▶ _Exercise_: Set down each entry exactly as it stands, without altering a single character.

Stored data:

§ §

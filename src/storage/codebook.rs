/*
 * Copyright 2025 Vijaykumar Singh
 *
 * Licensed under the Apache License, Version 2.0 (the "License");
 * you may not use this file except in compliance with the License.
 * You may obtain a copy of the License at
 *
 *     http://www.apache.org/licenses/LICENSE-2.0
 *
 * Unless required by applicable law or agreed to in writing, software
 * distributed under the License is distributed on an "AS IS" BASIS,
 * WITHOUT WARRANTIES OR CONDITIONS OF ANY KIND, either express or implied.
 * See the License for the specific language governing permissions and
 * limitations under the License.
 */

//! Codebooks: product-quantized fragment sets over a run of intervals

use std::ops::Range;

use crate::compute::product_quantizer::ProductQuantizer;
use crate::core::types::{IntervalIndex, MetricIndex, TagListIndex};
use crate::features::{FragmentLayout, Normalization};
use crate::storage::layout::ArenaRef;

#[derive(Debug, Clone, Copy, PartialEq, Eq, Hash)]
pub enum FragmentSetKind {
    Pose,
    Trajectory,
}

impl FragmentSetKind {
    pub const ALL: [FragmentSetKind; 2] = [FragmentSetKind::Pose, FragmentSetKind::Trajectory];

    pub fn name(self) -> &'static str {
        match self {
            FragmentSetKind::Pose => "pose",
            FragmentSetKind::Trajectory => "trajectory",
        }
    }
}

/// Decoded normalization and centroids of one fragment set. The per-fragment
/// byte codes stay in the blob and are reached through [`crate::storage::Binary`].
#[derive(Debug, Clone)]
pub struct FragmentSet {
    pub layout: FragmentLayout,
    pub normalization: Normalization,
    pub quantizer: ProductQuantizer,
    pub(crate) codes: ArenaRef,
    pub(crate) magnitude_codes: ArenaRef,
}

impl FragmentSet {
    pub fn num_quantizers(&self) -> usize {
        self.normalization.quantizers.len()
    }
}

#[derive(Debug, Clone)]
pub struct CodeBook {
    pub metric: MetricIndex,
    pub tag_list: TagListIndex,
    pub interval_start: IntervalIndex,
    pub num_intervals: u32,
    pub num_fragments: u32,
    pub poses: FragmentSet,
    pub trajectories: FragmentSet,
}

impl CodeBook {
    pub fn fragment_set(&self, kind: FragmentSetKind) -> &FragmentSet {
        match kind {
            FragmentSetKind::Pose => &self.poses,
            FragmentSetKind::Trajectory => &self.trajectories,
        }
    }

    pub fn interval_range(&self) -> Range<usize> {
        let start = self.interval_start.get().unwrap_or(0);
        start..start + self.num_intervals as usize
    }
}

/// Owned quantization output of one fragment set, as produced by the builder.
#[derive(Debug, Clone)]
pub struct FragmentSetContents {
    pub normalization: Normalization,
    pub quantizer: ProductQuantizer,
    /// `numFragments x M` centroid indices
    pub codes: Vec<u8>,
    /// `numFragments x numQuantizers` magnitude codes
    pub magnitude_codes: Vec<u8>,
}

#[derive(Debug, Clone)]
pub struct CodeBookContents {
    pub metric: MetricIndex,
    pub tag_list: TagListIndex,
    pub interval_start: IntervalIndex,
    pub num_intervals: u32,
    pub num_fragments: u32,
    pub poses: FragmentSetContents,
    pub trajectories: FragmentSetContents,
}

§ §

▶ _Exercise answer_:
filename src/storage/codebook.rs
/*
 * Copyright 2025 Vijaykumar Singh
 *
 * Licensed under the Apache License, Version 2.0 (the "License");
 * you may not use this file except in compliance with the License.
 * You may obtain a copy of the License at
 *
 *     http://www.apache.org/licenses/LICENSE-2.0
 *
 * Unless required by applicable law or agreed to in writing, software
 * distributed under the License is distributed on an "AS IS" BASIS,
 * WITHOUT WARRANTIES OR CONDITIONS OF ANY KIND, either express or implied.
 * See the License for the specific language governing permissions and
 * limitations under the License.
 */

//! Codebooks: product-quantized fragment sets over a run of intervals

use std::ops::Range;

use crate::compute::product_quantizer::ProductQuantizer;
use crate::core::types::{IntervalIndex, MetricIndex, TagListIndex};
use crate::features::{FragmentLayout, Normalization};
use crate::storage::layout::ArenaRef;

#[derive(Debug, Clone, Copy, PartialEq, Eq, Hash)]
pub enum FragmentSetKind {
    Pose,
    Trajectory,
}

impl FragmentSetKind {
    pub const ALL: [FragmentSetKind; 2] = [FragmentSetKind::Pose, FragmentSetKind::Trajectory];

    pub fn name(self) -> &'static str {
        match self {
            FragmentSetKind::Pose => "pose",
            FragmentSetKind::Trajectory => "trajectory",
        }
    }
}

/// Decoded normalization and centroids of one fragment set. The per-fragment
/// byte codes stay in the blob and are reached through [`crate::storage::Binary`].
#[derive(Debug, Clone)]
pub struct FragmentSet {
    pub layout: FragmentLayout,
    pub normalization: Normalization,
    pub quantizer: ProductQuantizer,
    pub(crate) codes: ArenaRef,
    pub(crate) magnitude_codes: ArenaRef,
}

impl FragmentSet {
    pub fn num_quantizers(&self) -> usize {
        self.normalization.quantizers.len()
    }
}

#[derive(Debug, Clone)]
pub struct CodeBook {
    pub metric: MetricIndex,
    pub tag_list: TagListIndex,
    pub interval_start: IntervalIndex,
    pub num_intervals: u32,
    pub num_fragments: u32,
    pub poses: FragmentSet,
    pub trajectories: FragmentSet,
}

impl CodeBook {
    pub fn fragment_set(&self, kind: FragmentSetKind) -> &FragmentSet {
        match kind {
            FragmentSetKind::Pose => &self.poses,
            FragmentSetKind::Trajectory => &self.trajectories,
        }
    }

    pub fn interval_range(&self) -> Range<usize> {
        let start = self.interval_start.get().unwrap_or(0);
        start..start + self.num_intervals as usize
    }
}

/// Owned quantization output of one fragment set, as produced by the builder.
#[derive(Debug, Clone)]
pub struct FragmentSetContents {
    pub normalization: Normalization,
    pub quantizer: ProductQuantizer,
    /// `numFragments x M` centroid indices
    pub codes: Vec<u8>,
    /// `numFragments x numQuantizers` magnitude codes
    pub magnitude_codes: Vec<u8>,
}

#[derive(Debug, Clone)]
pub struct CodeBookContents {
    pub metric: MetricIndex,
    pub tag_list: TagListIndex,
    pub interval_start: IntervalIndex,
    pub num_intervals: u32,
    pub num_fragments: u32,
    pub poses: FragmentSetContents,
    pub trajectories: FragmentSetContents,
}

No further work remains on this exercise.